There was little sign of panic, or even particularly of disappointment, among most investors – certainly on the institutional side. And the general tone of the event was, by and large, both reassuring and reasonably encouraging.

But it was also a little unsettling. For it made plain a very profound difference in the ways that the newly-dominant institutional investor base looks at hedge fund investing, and in the things that these newer types of investors want and expect from hedge fund managers.

And it is not at all clear that hedge fund managers themselves see fully the extent to which the world has changed – in terms of how these types of investors look at things generally; how they look at hedge fund performance (both individually and collectively); and how they go about assessing whether hedge funds are performing the role that they need them to perform in terms of their overall investment portfolio strategies and objectives.

It is profoundly wrong to view hedge funds as some kind of homogeneous mass. But, by the same token, it is equally misguided to see investors (and, most of all, institutional investors) as all being somehow cut from the same cloth too.

If anything, the investors are even more diverse than the managers – in terms of what they are trying to achieve; in the role that they perceive for hedge funds in their broader portfolios; in the types of managers and funds and strategies that either appeal or do not appeal to them; and in the types of results that will ultimately convince them that they were either right or wrong to allocate assets to hedge funds in the first place.

For most investors hedge funds are just one tool in a fairly well-stocked kit-bag. That is true for the hedge fund industry as a whole. And it is all the more true at the level of the individual hedge fund manager or the individual fund allocation.

Whether they choose to invest via consultants, or via funds of funds, via managed accounts or via direct allocations to underlying hedge funds is not really the issue – although clearly there is a battle royal brewing between investment consultants and fund of fund intermediaries to gain market share in the fashionable new ‘investor advisory’ space, with some potentially ugly conflicts of interest looming on the horizon.
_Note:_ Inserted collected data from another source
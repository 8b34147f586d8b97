//! Shared fixtures for integration tests.
//!
//! In-memory SQLite with migrations, a fixed crypto key, a scriptable
//! activity source, and helpers to build application state or a live server.

use anyhow::{Context, Result};
use async_trait::async_trait;
use chrono::{DateTime, Duration, Utc};
use connector_sync::{
    config::{AppConfig, ProviderClientConfig},
    crypto::CryptoKey,
    error::SyncCoreError,
    providers::{ActivitySource, ProviderDefinition, ProviderKind},
    repositories::{ConnectionRepository, NewActivity},
    server::{AppState, create_app},
    vault::TokenBundle,
};
use migration::{Migrator, MigratorTrait};
use sea_orm::{ConnectOptions, Database, DatabaseConnection};
use std::collections::{BTreeMap, HashSet};
use std::sync::{Arc, Mutex};
use std::sync::atomic::{AtomicUsize, Ordering};
use tokio::{net::TcpListener, sync::oneshot, task::JoinHandle};
use uuid::Uuid;

pub const TEST_KEY_BYTES: [u8; 32] = [42u8; 32];
pub const CRON_SECRET: &str = "abc";

/// Sets up an in-memory SQLite database with all migrations applied.
pub async fn setup_test_db() -> Result<DatabaseConnection> {
    let mut options = ConnectOptions::new("sqlite::memory:");
    options.max_connections(1).sqlx_logging(false);
    let db = Database::connect(options).await?;

    Migrator::up(&db, None).await?;

    Ok(db)
}

#[allow(dead_code)]
pub async fn setup_test_db_arc() -> Result<Arc<DatabaseConnection>> {
    Ok(Arc::new(setup_test_db().await?))
}

#[allow(dead_code)]
pub fn test_key() -> CryptoKey {
    CryptoKey::new(TEST_KEY_BYTES.to_vec()).expect("32-byte test key")
}

/// Configuration with every provider enabled and all hosts pointed at `base`
#[allow(dead_code)]
pub fn test_config(base: &str) -> AppConfig {
    let mut providers = BTreeMap::new();
    for kind in ProviderKind::ALL {
        providers.insert(
            kind.as_str().to_string(),
            ProviderClientConfig {
                client_id: Some(format!("{}-client", kind.as_str())),
                client_secret: Some(format!("{}-secret", kind.as_str())),
                oauth_base: Some(base.to_string()),
                api_base: Some(base.to_string()),
            },
        );
    }

    AppConfig {
        profile: "test".to_string(),
        public_base_url: "http://localhost:8080".to_string(),
        app_redirect_url: "http://localhost:3000/settings/integrations".to_string(),
        crypto_key: Some(TEST_KEY_BYTES.to_vec()),
        cron_secret: Some(CRON_SECRET.to_string()),
        enabled_providers: ProviderKind::ALL
            .iter()
            .map(|kind| kind.as_str().to_string())
            .collect(),
        providers,
        ..Default::default()
    }
}

/// Activity source returning canned items; chosen access tokens fail, hang or panic
#[derive(Default)]
pub struct FakeSource {
    failing_tokens: Mutex<HashSet<String>>,
    hanging_tokens: Mutex<HashSet<String>>,
    panicking_tokens: Mutex<HashSet<String>>,
    items_per_call: usize,
    calls: AtomicUsize,
    since_seen: Mutex<Vec<Option<DateTime<Utc>>>>,
}

#[allow(dead_code)]
impl FakeSource {
    pub fn returning(items_per_call: usize) -> Arc<Self> {
        Arc::new(Self {
            items_per_call,
            ..Default::default()
        })
    }

    pub fn fail_for_token(&self, token: &str) {
        self.failing_tokens
            .lock()
            .unwrap()
            .insert(token.to_string());
    }

    pub fn hang_for_token(&self, token: &str) {
        self.hanging_tokens
            .lock()
            .unwrap()
            .insert(token.to_string());
    }

    pub fn panic_for_token(&self, token: &str) {
        self.panicking_tokens
            .lock()
            .unwrap()
            .insert(token.to_string());
    }

    pub fn succeed_for_token(&self, token: &str) {
        self.failing_tokens.lock().unwrap().remove(token);
        self.panicking_tokens.lock().unwrap().remove(token);
    }

    pub fn calls(&self) -> usize {
        self.calls.load(Ordering::SeqCst)
    }

    pub fn since_seen(&self) -> Vec<Option<DateTime<Utc>>> {
        self.since_seen.lock().unwrap().clone()
    }
}

#[async_trait]
impl ActivitySource for FakeSource {
    async fn fetch_since(
        &self,
        definition: &ProviderDefinition,
        access_token: &str,
        since: Option<DateTime<Utc>>,
    ) -> Result<Vec<NewActivity>, SyncCoreError> {
        self.calls.fetch_add(1, Ordering::SeqCst);
        self.since_seen.lock().unwrap().push(since);

        if self.panicking_tokens.lock().unwrap().contains(access_token) {
            panic!("activity adapter crashed for {}", definition.kind);
        }
        let hangs = self.hanging_tokens.lock().unwrap().contains(access_token);
        if hangs {
            tokio::time::sleep(std::time::Duration::from_secs(3600)).await;
        }

        if self.failing_tokens.lock().unwrap().contains(access_token) {
            return Err(SyncCoreError::provider_status(
                definition.kind.as_str(),
                503,
                "upstream unavailable",
            ));
        }

        let now = Utc::now();
        Ok((0..self.items_per_call)
            .map(|i| NewActivity {
                external_id: format!("{}-{}", access_token, i),
                kind: "item".to_string(),
                title: format!("Item {}", i),
                url: None,
                occurred_at: now - Duration::minutes(i as i64),
                payload: None,
            })
            .collect())
    }
}

#[allow(dead_code)]
pub fn bundle(access_token: &str) -> TokenBundle {
    TokenBundle {
        access_token: access_token.to_string(),
        refresh_token: Some(format!("{}-refresh", access_token)),
        expires_at: Some(Utc::now() + Duration::hours(1)),
        scope: Some("repo".to_string()),
    }
}

#[allow(dead_code)]
pub async fn build_state(
    config: AppConfig,
    source: Arc<dyn ActivitySource>,
) -> Result<(AppState, Arc<DatabaseConnection>)> {
    let db = setup_test_db_arc().await?;
    let state = AppState::with_source(config, db.clone(), source).context("building state")?;
    Ok((state, db))
}

/// Store a credential and mark the pair connected, as a completed callback would
#[allow(dead_code)]
pub async fn connect_pair(
    state: &AppState,
    user_id: Uuid,
    provider: ProviderKind,
    token: &TokenBundle,
) -> Result<()> {
    state
        .vault
        .store_token(user_id, provider.as_str(), token)
        .await?;
    ConnectionRepository::new(state.db.clone())
        .set_connected(user_id, provider.as_str(), true)
        .await?;
    Ok(())
}

pub struct TestServerHandle {
    shutdown_tx: Option<oneshot::Sender<()>>,
    join_handle: Option<JoinHandle<Result<()>>>,
}

#[allow(dead_code)]
impl TestServerHandle {
    pub async fn shutdown(mut self) -> Result<()> {
        if let Some(tx) = self.shutdown_tx.take() {
            let _ = tx.send(());
        }

        if let Some(handle) = self.join_handle.take() {
            handle.await.context("server task join failed")??;
        }

        Ok(())
    }
}

/// Serve the full router on an ephemeral port
#[allow(dead_code)]
pub async fn spawn_server(state: AppState) -> Result<(String, TestServerHandle)> {
    let listener = TcpListener::bind("127.0.0.1:0").await?;
    let addr = listener.local_addr()?;
    let (shutdown_tx, shutdown_rx) = oneshot::channel::<()>();

    let app = create_app(state);
    let join_handle = tokio::spawn(async move {
        axum::serve(listener, app)
            .with_graceful_shutdown(async {
                let _ = shutdown_rx.await;
            })
            .await
            .context("server error")
    });

    Ok((
        format!("http://{}", addr),
        TestServerHandle {
            shutdown_tx: Some(shutdown_tx),
            join_handle: Some(join_handle),
        },
    ))
}

/// HTTP client that does not follow redirects
#[allow(dead_code)]
pub fn http_client() -> reqwest::Client {
    reqwest::Client::builder()
        .redirect(reqwest::redirect::Policy::none())
        .build()
        .expect("reqwest client")
}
The main issue –for most investors – is a rather simpler one. Are my hedge fund investments doing what I, individually, want them to do? Am I investing with the right kinds of funds – for me? And am I paying the right price for what I want and expect them to do?

On current showing, the evidence is mixed – at best – on both a short-term and a relatively longer-term horizon. But, just as many managers concede that they are unlikely to produce in the current economic environment the kinds of returns that they were able to produce in the past, it is surely not unreasonable to expect many investors to say that they are now reluctant to pay the kinds of fees that they might have been prepared to pay in the past.

As far as funds of funds go, that battle has already been lost. The double-layering of fees at 1/10 on top of 2/20 is a thing of the past. Too many funds of funds simply proved unable to deliver the necessary added value.

Quite what the new price for hedge fund intermediation should now be – whether in terms of consultancy or advisory work, in terms of direct hedge fund placement, or in terms of either customised or commingled multi-manager portfolios – is now a pressing question.

But it will not end just at the intermediary level. It is a debate that is moving centre stage with hedge funds too – with Caxton becoming the latest major firm to cut its fees.

So performance may be an issue. But it is not the principal one – and the evidence so far is that investors are showing more patience on that front than many managers might have been entitled to expect. The big issue is price. On that score, investors are not so happy.